*** SUPPLIED RECORDS ***
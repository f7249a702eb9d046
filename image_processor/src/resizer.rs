use crate::ImageError;
use image::{
    DynamicImage, ImageFormat, imageops::FilterType::Lanczos3, load_from_memory,
};
use std::io::Cursor;

/// Encoders available for stored photos.
#[derive(Debug, Clone, Copy, PartialEq, Eq)]
pub enum Format {
    /// Jpeg encoder. Alpha channel is dropped.
    Jpeg,
    /// PNG encoder.
    Png,
    /// WebP encoder (lossless).
    WebP,
}

impl Format {
    /// Find the format matching a file extension.
    ///
    /// Leading dot is optional and case is ignored, so `.PNG` and `png` are
    /// the same format.
    pub fn from_extension(extension: &str) -> Option<Self> {
        let extension = extension.strip_prefix('.').unwrap_or(extension);

        match extension.to_ascii_lowercase().as_str() {
            "jpg" | "jpeg" => Some(Self::Jpeg),
            "png" => Some(Self::Png),
            "webp" => Some(Self::WebP),
            _ => None,
        }
    }

    /// MIME type sent along the encoded image.
    pub const fn mime_type(self) -> &'static str {
        match self {
            Self::Jpeg => "image/jpeg",
            Self::Png => "image/png",
            Self::WebP => "image/webp",
        }
    }

    const fn image_format(self) -> ImageFormat {
        match self {
            Self::Jpeg => ImageFormat::Jpeg,
            Self::Png => ImageFormat::Png,
            Self::WebP => ImageFormat::WebP,
        }
    }
}

impl TryFrom<&str> for Format {
    type Error = ImageError;

    fn try_from(extension: &str) -> Result<Self, Self::Error> {
        Self::from_extension(extension)
            .ok_or_else(|| ImageError::UnsupportedFormat(extension.to_owned()))
    }
}

/// Cover-fit resizer.
///
/// Scales the image so that it fills `width`×`height` while keeping its
/// aspect ratio, then crops the overflow evenly on both sides.
///
/// # Returns
///
/// Encoded image buffer, exactly `width`×`height`.
pub fn cover(
    buffer: &[u8],
    width: u32,
    height: u32,
    format: Format,
) -> Result<Vec<u8>, ImageError> {
    if width == 0 || height == 0 {
        return Err(ImageError::MissingWidthOrHeight);
    }

    let img = load_from_memory(buffer)?.resize_to_fill(width, height, Lanczos3);

    // JPEG has no alpha channel and WebP only takes 8-bit RGB(A).
    let img = match format {
        Format::Jpeg => DynamicImage::ImageRgb8(img.to_rgb8()),
        Format::WebP => DynamicImage::ImageRgba8(img.to_rgba8()),
        Format::Png => img,
    };

    let mut output: Cursor<Vec<u8>> = Cursor::new(Vec::new());
    img.write_to(&mut output, format.image_format())?;

    Ok(output.into_inner())
}
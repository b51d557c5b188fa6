//! Routing subsystem.
//!
//! # Data Flow
//! ```text
//! Incoming Host header ("x.a.com:8080")
//!     → matcher.rs (strip port)
//!     → resolver.rs → table.rs
//!         exact pattern lookup
//!         else first wildcard suffix match in declaration order
//!     → Return: matched VhostEntry or NotFound
//!
//! Table Compilation (at startup):
//!     config.plugin[*].vhosts
//!     → Normalize + merge (last writer wins)
//!     → Compile matchers (exact map, ordered wildcard list)
//!     → Freeze as immutable VhostTable
//! ```
//!
//! # Design Decisions
//! - Table compiled at startup, immutable at runtime
//! - No regex in hot path (suffix matching only)
//! - Deterministic: same input always matches same entry
//! - Exact match always beats a wildcard

pub mod matcher;
pub mod resolver;
pub mod table;

pub use matcher::{bare_hostname, HostPattern};
pub use resolver::{NotFound, VhostResolver};
pub use table::{VhostEntry, VhostError, VhostTable};
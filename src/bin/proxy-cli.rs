use clap::{Parser, Subcommand};
use reqwest::header::{HeaderMap, HeaderValue};
use serde_json::Value;

#[derive(Parser)]
#[command(name = "proxy-cli")]
#[command(about = "Management CLI for the vhost proxy", long_about = None)]
struct Cli {
    #[arg(short, long, default_value = "http://localhost:8080")]
    url: String,

    /// Value of the `internalStatusAuthToken` setting.
    #[arg(short, long)]
    token: String,

    #[command(subcommand)]
    command: Commands,
}

#[derive(Subcommand)]
enum Commands {
    /// Show process memory usage and proxied request count
    Status,
}

#[tokio::main]
async fn main() -> Result<(), Box<dyn std::error::Error>> {
    let cli = Cli::parse();
    let client = reqwest::Client::new();

    let mut headers = HeaderMap::new();
    headers.insert("x-auth-token", HeaderValue::from_str(&cli.token)?);

    match cli.command {
        Commands::Status => {
            let res = client
                .get(format!("{}/_internal_status", cli.url.trim_end_matches('/')))
                .headers(headers)
                .send()
                .await?;
            print_response(res).await?;
        }
    }

    Ok(())
}

async fn print_response(res: reqwest::Response) -> Result<(), Box<dyn std::error::Error>> {
    let status = res.status();
    if !status.is_success() {
        let text = res.text().await.unwrap_or_default();
        return Err(format!("proxy returned status {status}: {text}").into());
    }

    let json: Value = res.json().await?;
    println!("{}", serde_json::to_string_pretty(&json)?);
    Ok(())
}
//! Shared utilities for integration testing.

#![allow(dead_code)]

use std::net::SocketAddr;
use std::sync::Arc;
use std::time::Duration;

use serde_json::json;
use tokio::io::{AsyncReadExt, AsyncWriteExt};
use tokio::net::{TcpListener, TcpStream};

use vhost_proxy::{ProxyConfig, ProxyServer, Shutdown};

/// What a mock backend saw of a request.
#[derive(Debug, Clone, Default)]
pub struct SeenRequest {
    pub method: String,
    pub path: String,
    pub host: Option<String>,
    pub forwarded_for: Option<String>,
}

/// Start a mock backend that answers `200` with `<name> <path>`.
pub async fn start_mock_backend(name: &'static str) -> SocketAddr {
    start_programmable_backend(move |seen| (200, format!("{name} {}", seen.path))).await
}

/// Start a mock backend whose status and body come from `f`.
pub async fn start_programmable_backend<F>(f: F) -> SocketAddr
where
    F: Fn(SeenRequest) -> (u16, String) + Send + Sync + 'static,
{
    let listener = TcpListener::bind("127.0.0.1:0").await.unwrap();
    let addr = listener.local_addr().unwrap();
    let f = Arc::new(f);

    tokio::spawn(async move {
        loop {
            match listener.accept().await {
                Ok((socket, _)) => {
                    let f = f.clone();
                    tokio::spawn(async move { serve_one(socket, f).await });
                }
                Err(_) => break,
            }
        }
    });

    addr
}

async fn serve_one<F>(mut socket: TcpStream, f: Arc<F>)
where
    F: Fn(SeenRequest) -> (u16, String),
{
    let Some(seen) = read_head(&mut socket).await else {
        return;
    };
    let (status, body) = f(seen);
    let status_text = match status {
        200 => "200 OK",
        404 => "404 Not Found",
        500 => "500 Internal Server Error",
        503 => "503 Service Unavailable",
        _ => "200 OK",
    };

    let response = format!(
        "HTTP/1.1 {}\r\nContent-Type: text/plain\r\nContent-Length: {}\r\nConnection: close\r\n\r\n{}",
        status_text,
        body.len(),
        body
    );
    let _ = socket.write_all(response.as_bytes()).await;
    let _ = socket.shutdown().await;
    tokio::time::sleep(Duration::from_millis(10)).await;
}

/// Read up to the end of the request head. Bodies are ignored.
async fn read_head(socket: &mut TcpStream) -> Option<SeenRequest> {
    let mut buf = Vec::new();
    let mut chunk = [0u8; 1024];
    while !buf.windows(4).any(|w| w == b"\r\n\r\n") {
        let n = socket.read(&mut chunk).await.ok()?;
        if n == 0 {
            return None;
        }
        buf.extend_from_slice(&chunk[..n]);
    }

    let head = String::from_utf8_lossy(&buf);
    let mut lines = head.split("\r\n");
    let mut request_line = lines.next()?.split_whitespace();
    let mut seen = SeenRequest {
        method: request_line.next()?.to_string(),
        path: request_line.next()?.to_string(),
        ..SeenRequest::default()
    };

    for line in lines {
        let Some((name, value)) = line.split_once(':') else {
            continue;
        };
        let value = value.trim().to_string();
        match name.trim().to_ascii_lowercase().as_str() {
            "host" => seen.host = Some(value),
            "x-forwarded-for" => seen.forwarded_for = Some(value),
            _ => {}
        }
    }
    Some(seen)
}

/// A free local address with nothing listening on it.
pub async fn closed_addr() -> SocketAddr {
    let listener = TcpListener::bind("127.0.0.1:0").await.unwrap();
    let addr = listener.local_addr().unwrap();
    drop(listener);
    addr
}

/// Proxy config on an ephemeral loopback port with one plugin's vhosts.
pub fn proxy_config(vhosts: serde_json::Value) -> ProxyConfig {
    let mut config = ProxyConfig::new(0)
        .with_plugin_vhosts("test", vhosts)
        .with_status_token("secret");
    config.listener.bind_address = "127.0.0.1".to_string();
    config
}

/// Handle on a proxy running in the background.
pub struct RunningProxy {
    pub addr: SocketAddr,
    pub shutdown: Shutdown,
    pub task: tokio::task::JoinHandle<()>,
}

impl RunningProxy {
    pub fn url(&self, path: &str) -> String {
        format!("http://{}{}", self.addr, path)
    }
}

/// Bind and spawn a proxy for `config`.
pub async fn start_proxy(config: ProxyConfig) -> RunningProxy {
    let server = ProxyServer::bind(&config).await.unwrap();
    let addr = server.local_addr();
    let shutdown = server.shutdown_handle();
    let task = tokio::spawn(async move {
        server.run().await.unwrap();
    });
    RunningProxy { addr, shutdown, task }
}

/// HTTP client that never pools or uses a system proxy.
pub fn client() -> reqwest::Client {
    reqwest::Client::builder()
        .pool_max_idle_per_host(0)
        .no_proxy()
        .build()
        .unwrap()
}

pub fn scenario_vhosts(wildcard: SocketAddr, exact: SocketAddr) -> serde_json::Value {
    json!({
        "*.a.com": wildcard.to_string(),
        "x.a.com": { "target": exact.to_string() },
    })
}
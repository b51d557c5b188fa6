//! Token check for the internal status endpoint.
//!
//! A plain equality check against one configured secret. This endpoint is
//! an operational shortcut; it is not hashed or rate limited.

use axum::http::HeaderName;

/// Header carrying the internal status token.
pub static X_AUTH_TOKEN: HeaderName = HeaderName::from_static("x-auth-token");

/// The presented token did not match the configured one.
#[derive(Debug, Clone, Copy, PartialEq, Eq, thiserror::Error)]
#[error("'x-auth-token' is invalid")]
pub struct Unauthorized;

/// Accept `presented` only if a token is configured and equal to it.
pub fn verify_token(presented: &str, expected: Option<&str>) -> Result<(), Unauthorized> {
    match expected {
        Some(expected) if presented == expected => Ok(()),
        _ => Err(Unauthorized),
    }
}
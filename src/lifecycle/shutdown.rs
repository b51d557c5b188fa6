//! Shutdown coordination for the proxy.

use tokio::sync::watch;

/// Coordinator for graceful shutdown.
///
/// Cloned handles share one flag. Triggering more than once is a no-op,
/// and tasks that start waiting after the trigger return immediately.
#[derive(Clone)]
pub struct Shutdown {
    tx: watch::Sender<bool>,
}

impl Shutdown {
    /// Create a new shutdown coordinator.
    pub fn new() -> Self {
        let (tx, _) = watch::channel(false);
        Self { tx }
    }

    /// Subscribe to the shutdown flag.
    pub fn subscribe(&self) -> watch::Receiver<bool> {
        self.tx.subscribe()
    }

    /// Trigger the shutdown signal.
    pub fn trigger(&self) {
        let changed = self.tx.send_if_modified(|triggered| !std::mem::replace(triggered, true));
        if changed {
            tracing::info!("Shutdown requested");
        }
    }

    pub fn is_triggered(&self) -> bool {
        *self.tx.borrow()
    }

    /// Resolve once [`trigger`](Self::trigger) has been called.
    pub async fn wait(&self) {
        let mut rx = self.subscribe();
        // The sender lives in `self`, so this only errors if it is dropped.
        let _ = rx.wait_for(|triggered| *triggered).await;
    }
}

impl Default for Shutdown {
    fn default() -> Self {
        Self::new()
    }
}
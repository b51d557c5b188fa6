//! Virtual-host HTTP reverse proxy.
//!
//! # Architecture Overview
//!
//! ```text
//!     Client Request        ┌──────────────────────────────────────────────────┐
//!     ──────────────────────┼─▶ http::server ──▶ http::request (classify)      │
//!                           │                      │                           │
//!                           │        ┌─────────────┼──────────────┐            │
//!                           │        ▼             ▼              ▼            │
//!                           │   admin (status)  preflight   routing (vhosts)   │
//!                           │                                     │            │
//!                           │                                     ▼            │
//!     Client Response       │                              http::forwarder ────┼──▶ Backend
//!     ◀─────────────────────┼── http::response (CORS) ◀───────────┘            │
//!                           │                                                  │
//!                           │   config · lifecycle · observability             │
//!                           └──────────────────────────────────────────────────┘
//! ```

use std::path::PathBuf;
use std::process::ExitCode;

use clap::Parser;

use vhost_proxy::config::{load_config, ProxyConfig};
use vhost_proxy::lifecycle::{spawn_signal_handler, ProxyServer, StartupError};
use vhost_proxy::observability::{logging, metrics};

#[derive(Parser)]
#[command(name = "vhost-proxy")]
#[command(about = "Virtual-host HTTP reverse proxy", long_about = None)]
struct Cli {
    /// Path to the configuration file (`.json` or `.toml`).
    #[arg(short, long, default_value = ".pio.json")]
    config: PathBuf,
}

#[tokio::main]
async fn main() -> ExitCode {
    let cli = Cli::parse();

    let config = match load_config(&cli.config) {
        Ok(config) => config,
        Err(e) => {
            logging::init("info");
            tracing::error!(path = %cli.config.display(), "Invalid configuration: {}", e);
            return ExitCode::FAILURE;
        }
    };

    logging::init(&config.observability.log_level);
    tracing::info!("vhost-proxy v{} starting", env!("CARGO_PKG_VERSION"));

    match run(config).await {
        Ok(()) => {
            tracing::info!("Shutdown complete");
            ExitCode::SUCCESS
        }
        Err(e) => {
            tracing::error!("Fatal: {}", e);
            ExitCode::FAILURE
        }
    }
}

async fn run(config: ProxyConfig) -> Result<(), StartupError> {
    if config.observability.metrics_enabled {
        match config.observability.metrics_address.parse() {
            Ok(addr) => {
                if let Err(e) = metrics::init_metrics(addr) {
                    tracing::error!(error = %e, "Failed to install metrics exporter");
                }
            }
            Err(_) => tracing::error!(
                metrics_address = %config.observability.metrics_address,
                "Failed to parse metrics address"
            ),
        }
    }

    let server = ProxyServer::bind(&config).await?;
    spawn_signal_handler(server.shutdown_handle());
    server.run().await
}
//! Configuration schema definitions.
//!
//! The proxy reads the same document the service platform writes to
//! `.pio.json`. Only the keys below are interpreted; everything else in
//! the file is ignored. All sections except `env` have defaults so that
//! minimal documents load.

use serde::{Deserialize, Serialize};
use serde_json::{Map, Value};

/// Root configuration for the proxy.
#[derive(Debug, Clone, Deserialize, Serialize)]
pub struct ProxyConfig {
    /// Process environment (listening port).
    pub env: EnvConfig,

    /// Per-plugin configuration, keyed by plugin id, in file order.
    ///
    /// Each plugin object may carry a `vhosts` mapping. Values are kept as
    /// raw JSON so that the merge step sees them exactly as declared.
    #[serde(rename = "config.plugin", default)]
    pub plugins: Map<String, Value>,

    /// Platform service settings.
    #[serde(default)]
    pub config: ServiceConfig,

    /// Listener configuration.
    #[serde(default)]
    pub listener: ListenerConfig,

    /// Upstream timeouts applied by the forwarder.
    #[serde(default)]
    pub timeouts: TimeoutConfig,

    /// Observability settings.
    #[serde(default)]
    pub observability: ObservabilityConfig,
}

impl ProxyConfig {
    /// Create a configuration listening on `port` with no plugins.
    pub fn new(port: u16) -> Self {
        Self {
            env: EnvConfig { port },
            plugins: Map::new(),
            config: ServiceConfig::default(),
            listener: ListenerConfig::default(),
            timeouts: TimeoutConfig::default(),
            observability: ObservabilityConfig::default(),
        }
    }

    /// Register a plugin's vhost declarations, appended after existing plugins.
    pub fn with_plugin_vhosts(mut self, plugin_id: impl Into<String>, vhosts: Value) -> Self {
        let mut plugin = Map::new();
        plugin.insert("vhosts".to_string(), vhosts);
        self.plugins.insert(plugin_id.into(), Value::Object(plugin));
        self
    }

    /// Set the internal status token.
    pub fn with_status_token(mut self, token: impl Into<String>) -> Self {
        self.config.service.config.internal_status_auth_token = Some(token.into());
        self
    }

    /// The configured internal status token, if any.
    pub fn status_token(&self) -> Option<&str> {
        self.config.service.config.internal_status_auth_token.as_deref()
    }

    /// The `vhosts` mapping of each plugin, in file order.
    pub fn plugin_vhosts(&self) -> impl Iterator<Item = (&str, &Value)> {
        self.plugins
            .iter()
            .filter_map(|(id, plugin)| plugin.get("vhosts").map(|v| (id.as_str(), v)))
    }
}

/// Process environment section.
#[derive(Debug, Clone, Deserialize, Serialize)]
pub struct EnvConfig {
    /// Listening port.
    #[serde(rename = "PORT")]
    pub port: u16,
}

/// The `config` section written by the platform.
#[derive(Debug, Clone, Deserialize, Serialize, Default)]
#[serde(default)]
pub struct ServiceConfig {
    /// Instance identity.
    pub pio: PioConfig,

    /// Service-level settings.
    #[serde(rename = "pio.service")]
    pub service: PioServiceConfig,
}

/// Instance identity used in startup logs.
#[derive(Debug, Clone, Deserialize, Serialize, Default)]
#[serde(default)]
pub struct PioConfig {
    pub hostname: String,

    #[serde(rename = "instanceId")]
    pub instance_id: String,
}

#[derive(Debug, Clone, Deserialize, Serialize, Default)]
#[serde(default)]
pub struct PioServiceConfig {
    pub config: PioServiceSettings,
}

#[derive(Debug, Clone, Deserialize, Serialize, Default)]
#[serde(default)]
pub struct PioServiceSettings {
    /// Secret expected in `x-auth-token` on the internal status path.
    #[serde(rename = "internalStatusAuthToken")]
    pub internal_status_auth_token: Option<String>,
}

/// Listener configuration.
#[derive(Debug, Clone, Deserialize, Serialize)]
#[serde(default)]
pub struct ListenerConfig {
    /// Bind address without port (the port comes from `env.PORT`).
    pub bind_address: String,
}

impl Default for ListenerConfig {
    fn default() -> Self {
        Self {
            bind_address: "0.0.0.0".to_string(),
        }
    }
}

/// Timeout configuration for upstream connections.
#[derive(Debug, Clone, Deserialize, Serialize)]
#[serde(default)]
pub struct TimeoutConfig {
    /// Connection establishment timeout in seconds. Unset means the
    /// operating system default applies.
    pub connect_secs: Option<u64>,

    /// Idle pooled connection timeout in seconds.
    pub idle_secs: u64,
}

impl Default for TimeoutConfig {
    fn default() -> Self {
        Self {
            connect_secs: None,
            idle_secs: 90,
        }
    }
}

/// Observability configuration.
#[derive(Debug, Clone, Deserialize, Serialize)]
#[serde(default)]
pub struct ObservabilityConfig {
    /// Log level (trace, debug, info, warn, error).
    pub log_level: String,

    /// Enable metrics endpoint.
    pub metrics_enabled: bool,

    /// Metrics endpoint bind address.
    pub metrics_address: String,
}

impl Default for ObservabilityConfig {
    fn default() -> Self {
        Self {
            log_level: "info".to_string(),
            metrics_enabled: false,
            metrics_address: "0.0.0.0:9090".to_string(),
        }
    }
}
*** End of SUPPLIED RECORDS ***
An exact copy of the data is needed, running from its first line through the line that holds "while keeping its", and nothing beyond that.

repository f7249a702eb9d046
filename image_processor/src/resizer.rs
use crate::ImageError;
use image::{
    DynamicImage, ImageFormat, imageops::FilterType::Lanczos3, load_from_memory,
};
use std::io::Cursor;

/// Encoders available for stored photos.
#[derive(Debug, Clone, Copy, PartialEq, Eq)]
pub enum Format {
    /// Jpeg encoder. Alpha channel is dropped.
    Jpeg,
    /// PNG encoder.
    Png,
    /// WebP encoder (lossless).
    WebP,
}

impl Format {
    /// Find the format matching a file extension.
    ///
    /// Leading dot is optional and case is ignored, so `.PNG` and `png` are
    /// the same format.
    pub fn from_extension(extension: &str) -> Option<Self> {
        let extension = extension.strip_prefix('.').unwrap_or(extension);

        match extension.to_ascii_lowercase().as_str() {
            "jpg" | "jpeg" => Some(Self::Jpeg),
            "png" => Some(Self::Png),
            "webp" => Some(Self::WebP),
            _ => None,
        }
    }

    /// MIME type sent along the encoded image.
    pub const fn mime_type(self) -> &'static str {
        match self {
            Self::Jpeg => "image/jpeg",
            Self::Png => "image/png",
            Self::WebP => "image/webp",
        }
    }

    const fn image_format(self) -> ImageFormat {
        match self {
            Self::Jpeg => ImageFormat::Jpeg,
            Self::Png => ImageFormat::Png,
            Self::WebP => ImageFormat::WebP,
        }
    }
}

impl TryFrom<&str> for Format {
    type Error = ImageError;

    fn try_from(extension: &str) -> Result<Self, Self::Error> {
        Self::from_extension(extension)
            .ok_or_else(|| ImageError::UnsupportedFormat(extension.to_owned()))
    }
}

/// Cover-fit resizer.
///
/// Scales the image so that it fills `width`×`height` while keeping its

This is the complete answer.